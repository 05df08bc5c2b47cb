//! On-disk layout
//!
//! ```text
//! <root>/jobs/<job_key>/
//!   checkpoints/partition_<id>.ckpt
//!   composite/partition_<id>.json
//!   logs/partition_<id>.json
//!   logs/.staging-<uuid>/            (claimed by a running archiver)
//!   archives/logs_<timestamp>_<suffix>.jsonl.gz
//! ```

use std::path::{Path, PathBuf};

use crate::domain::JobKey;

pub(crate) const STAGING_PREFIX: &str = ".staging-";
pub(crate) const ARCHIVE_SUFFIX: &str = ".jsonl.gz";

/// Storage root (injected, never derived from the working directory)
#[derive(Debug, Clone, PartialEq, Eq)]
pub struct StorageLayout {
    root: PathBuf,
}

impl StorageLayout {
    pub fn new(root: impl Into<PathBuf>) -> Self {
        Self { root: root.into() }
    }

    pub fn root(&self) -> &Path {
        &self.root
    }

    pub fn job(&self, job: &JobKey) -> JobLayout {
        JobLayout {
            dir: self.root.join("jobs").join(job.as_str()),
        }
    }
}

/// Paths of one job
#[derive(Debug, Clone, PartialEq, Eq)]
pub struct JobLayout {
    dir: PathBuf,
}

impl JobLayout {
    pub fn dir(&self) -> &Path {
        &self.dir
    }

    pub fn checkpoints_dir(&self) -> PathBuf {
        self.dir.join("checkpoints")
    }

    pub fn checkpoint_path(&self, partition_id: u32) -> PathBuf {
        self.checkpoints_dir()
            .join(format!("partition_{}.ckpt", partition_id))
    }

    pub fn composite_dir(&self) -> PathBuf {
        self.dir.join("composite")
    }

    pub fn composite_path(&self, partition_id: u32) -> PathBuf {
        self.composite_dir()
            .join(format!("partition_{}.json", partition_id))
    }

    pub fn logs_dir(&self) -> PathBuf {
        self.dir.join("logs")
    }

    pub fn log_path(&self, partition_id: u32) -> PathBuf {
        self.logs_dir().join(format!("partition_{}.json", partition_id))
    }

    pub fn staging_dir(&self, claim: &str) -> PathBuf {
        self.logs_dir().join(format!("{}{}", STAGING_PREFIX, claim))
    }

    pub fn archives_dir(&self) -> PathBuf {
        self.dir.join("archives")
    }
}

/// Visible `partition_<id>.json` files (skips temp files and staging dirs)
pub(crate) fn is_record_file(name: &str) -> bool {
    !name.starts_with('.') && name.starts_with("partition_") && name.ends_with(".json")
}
━━━━━━━━
* _Exercise description_
Reproduce each line above that contains "PathBuf".

* _Reply to the exercise_
use std::path::{Path, PathBuf};
    root: PathBuf,
    pub fn new(root: impl Into<PathBuf>) -> Self {
    dir: PathBuf,
    pub fn checkpoints_dir(&self) -> PathBuf {
    pub fn checkpoint_path(&self, partition_id: u32) -> PathBuf {
    pub fn composite_dir(&self) -> PathBuf {
    pub fn composite_path(&self, partition_id: u32) -> PathBuf {
    pub fn logs_dir(&self) -> PathBuf {
    pub fn log_path(&self, partition_id: u32) -> PathBuf {
    pub fn staging_dir(&self, claim: &str) -> PathBuf {
    pub fn archives_dir(&self) -> PathBuf {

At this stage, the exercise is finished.